Collected data
-=-=-
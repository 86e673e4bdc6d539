//! Social-profile strategy: names recovered from LinkedIn profile slugs.
//!
//! Links are found in the visible text and in `href`s of the markup. A link
//! that only appears in markup is positioned at the end of the text.

use std::collections::BTreeSet;
use std::sync::LazyLock;

use execscout_shared::text::context_window;
use execscout_shared::{CompanyMeta, Document, RawCandidate, Result, StrategySource};
use regex::Regex;

use super::{ExtractionStrategy, guess_title, refine};

const CONFIDENCE: f64 = 0.7;

static LINKEDIN_RE: LazyLock<Regex> = LazyLock::new(|| {
    Regex::new(r"(?i)https?://(?:[a-z]{2,3}\.)?linkedin\.com/(?:in|pub)/([A-Za-z0-9_.%\-]+)/?")
        .expect("valid regex")
});

pub struct SocialProfileStrategy {
    context_chars: usize,
}

impl SocialProfileStrategy {
    pub fn new(context_chars: usize) -> Self {
        Self { context_chars }
    }
}

impl ExtractionStrategy for SocialProfileStrategy {
    fn name(&self) -> &str {
        "social_profile"
    }

    fn source(&self) -> StrategySource {
        StrategySource::SocialProfile
    }

    fn cache_id(&self) -> String {
        format!("{}:{}", self.name(), self.context_chars)
    }

    fn extract(&self, doc: &Document, _company: &CompanyMeta) -> Result<Vec<RawCandidate>> {
        let text = &doc.text_content;
        let mut out = Vec::new();
        let mut seen_slugs = BTreeSet::new();

        let in_text = LINKEDIN_RE.captures_iter(text).filter_map(|caps| {
            let whole = caps.get(0)?;
            Some((caps[1].to_string(), Some((whole.start(), whole.end()))))
        });
        let in_markup = LINKEDIN_RE
            .captures_iter(&doc.raw_markup)
            .map(|caps| (caps[1].to_string(), None));

        for (slug, span) in in_text.chain(in_markup) {
            if !seen_slugs.insert(slug.to_lowercase()) {
                continue;
            }
            let Some(name) = slug_to_name(&slug) else { continue };
            // Same lexicon filter the text strategies apply.
            let Some(found) = refine(&name, 0) else { continue };

            let (start, end) = span.unwrap_or((text.len(), text.len()));
            out.push(RawCandidate {
                name: found.name,
                source: StrategySource::SocialProfile,
                confidence: CONFIDENCE,
                context: match span {
                    Some(_) => context_window(text, start, end, self.context_chars),
                    None => format!("linkedin profile: {slug}"),
                },
                document_index: 0,
                document_position: start,
                title_guess: span.and_then(|_| guess_title(text, start, end)),
            });
        }

        Ok(out)
    }
}

/// `"sarah-jones-4a1b2c3"` → `"Sarah Jones"`.
///
/// Trailing parts containing digits (LinkedIn's disambiguation suffixes) are
/// dropped; what remains must be two or three alphabetic parts.
pub fn slug_to_name(slug: &str) -> Option<String> {
    let mut parts: Vec<&str> = slug
        .trim_end_matches('/')
        .split(['-', '_', '.'])
        .filter(|p| !p.is_empty())
        .collect();
    while parts
        .last()
        .is_some_and(|p| p.chars().any(|c| c.is_ascii_digit()))
    {
        parts.pop();
    }
    if !(2..=3).contains(&parts.len())
        || parts.iter().any(|p| !p.chars().all(|c| c.is_alphabetic()))
    {
        return None;
    }

    Some(
        parts
            .iter()
            .map(|p| {
                let mut chars = p.chars();
                match chars.next() {
                    Some(first) => {
                        first.to_uppercase().collect::<String>() + &chars.as_str().to_lowercase()
                    }
                    None => String::new(),
                }
            })
            .collect::<Vec<_>>()
            .join(" "),
    )
}

#[cfg(test)]
mod tests {
    use super::*;

    #[test]
    fn slugs_to_names() {
        assert_eq!(slug_to_name("sarah-jones-4a1b2c3").as_deref(), Some("Sarah Jones"));
        assert_eq!(slug_to_name("gary-thompson/").as_deref(), Some("Gary Thompson"));
        assert_eq!(slug_to_name("jsmith1984"), None);
        assert_eq!(slug_to_name("one-two-three-four"), None);
    }
}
-=-=-
**Work to be completed:**
Would you transcribe every entry exactly?

**Worked solution:**
repository 86e673e4bdc6d539
//! Social-profile strategy: names recovered from LinkedIn profile slugs.
//!
//! Links are found in the visible text and in `href`s of the markup. A link
//! that only appears in markup is positioned at the end of the text.

use std::collections::BTreeSet;
use std::sync::LazyLock;

use execscout_shared::text::context_window;
use execscout_shared::{CompanyMeta, Document, RawCandidate, Result, StrategySource};
use regex::Regex;

use super::{ExtractionStrategy, guess_title, refine};

const CONFIDENCE: f64 = 0.7;

static LINKEDIN_RE: LazyLock<Regex> = LazyLock::new(|| {
    Regex::new(r"(?i)https?://(?:[a-z]{2,3}\.)?linkedin\.com/(?:in|pub)/([A-Za-z0-9_.%\-]+)/?")
        .expect("valid regex")
});

pub struct SocialProfileStrategy {
    context_chars: usize,
}

impl SocialProfileStrategy {
    pub fn new(context_chars: usize) -> Self {
        Self { context_chars }
    }
}

impl ExtractionStrategy for SocialProfileStrategy {
    fn name(&self) -> &str {
        "social_profile"
    }

    fn source(&self) -> StrategySource {
        StrategySource::SocialProfile
    }

    fn cache_id(&self) -> String {
        format!("{}:{}", self.name(), self.context_chars)
    }

    fn extract(&self, doc: &Document, _company: &CompanyMeta) -> Result<Vec<RawCandidate>> {
        let text = &doc.text_content;
        let mut out = Vec::new();
        let mut seen_slugs = BTreeSet::new();

        let in_text = LINKEDIN_RE.captures_iter(text).filter_map(|caps| {
            let whole = caps.get(0)?;
            Some((caps[1].to_string(), Some((whole.start(), whole.end()))))
        });
        let in_markup = LINKEDIN_RE
            .captures_iter(&doc.raw_markup)
            .map(|caps| (caps[1].to_string(), None));

        for (slug, span) in in_text.chain(in_markup) {
            if !seen_slugs.insert(slug.to_lowercase()) {
                continue;
            }
            let Some(name) = slug_to_name(&slug) else { continue };
            // Same lexicon filter the text strategies apply.
            let Some(found) = refine(&name, 0) else { continue };

            let (start, end) = span.unwrap_or((text.len(), text.len()));
            out.push(RawCandidate {
                name: found.name,
                source: StrategySource::SocialProfile,
                confidence: CONFIDENCE,
                context: match span {
                    Some(_) => context_window(text, start, end, self.context_chars),
                    None => format!("linkedin profile: {slug}"),
                },
                document_index: 0,
                document_position: start,
                title_guess: span.and_then(|_| guess_title(text, start, end)),
            });
        }

        Ok(out)
    }
}

/// `"sarah-jones-4a1b2c3"` → `"Sarah Jones"`.
///
/// Trailing parts containing digits (LinkedIn's disambiguation suffixes) are
/// dropped; what remains must be two or three alphabetic parts.
pub fn slug_to_name(slug: &str) -> Option<String> {
    let mut parts: Vec<&str> = slug
        .trim_end_matches('/')
        .split(['-', '_', '.'])
        .filter(|p| !p.is_empty())
        .collect();
    while parts
        .last()
        .is_some_and(|p| p.chars().any(|c| c.is_ascii_digit()))
    {
        parts.pop();
    }
    if !(2..=3).contains(&parts.len())
        || parts.iter().any(|p| !p.chars().all(|c| c.is_alphabetic()))
    {
        return None;
    }

    Some(
        parts
            .iter()
            .map(|p| {
                let mut chars = p.chars();
                match chars.next() {
                    Some(first) => {
                        first.to_uppercase().collect::<String>() + &chars.as_str().to_lowercase()
                    }
                    None => String::new(),
                }
            })
            .collect::<Vec<_>>()
            .join(" "),
    )
}

#[cfg(test)]
mod tests {
    use super::*;

    #[test]
    fn slugs_to_names() {
        assert_eq!(slug_to_name("sarah-jones-4a1b2c3").as_deref(), Some("Sarah Jones"));
        assert_eq!(slug_to_name("gary-thompson/").as_deref(), Some("Gary Thompson"));
        assert_eq!(slug_to_name("jsmith1984"), None);
        assert_eq!(slug_to_name("one-two-three-four"), None);
    }
}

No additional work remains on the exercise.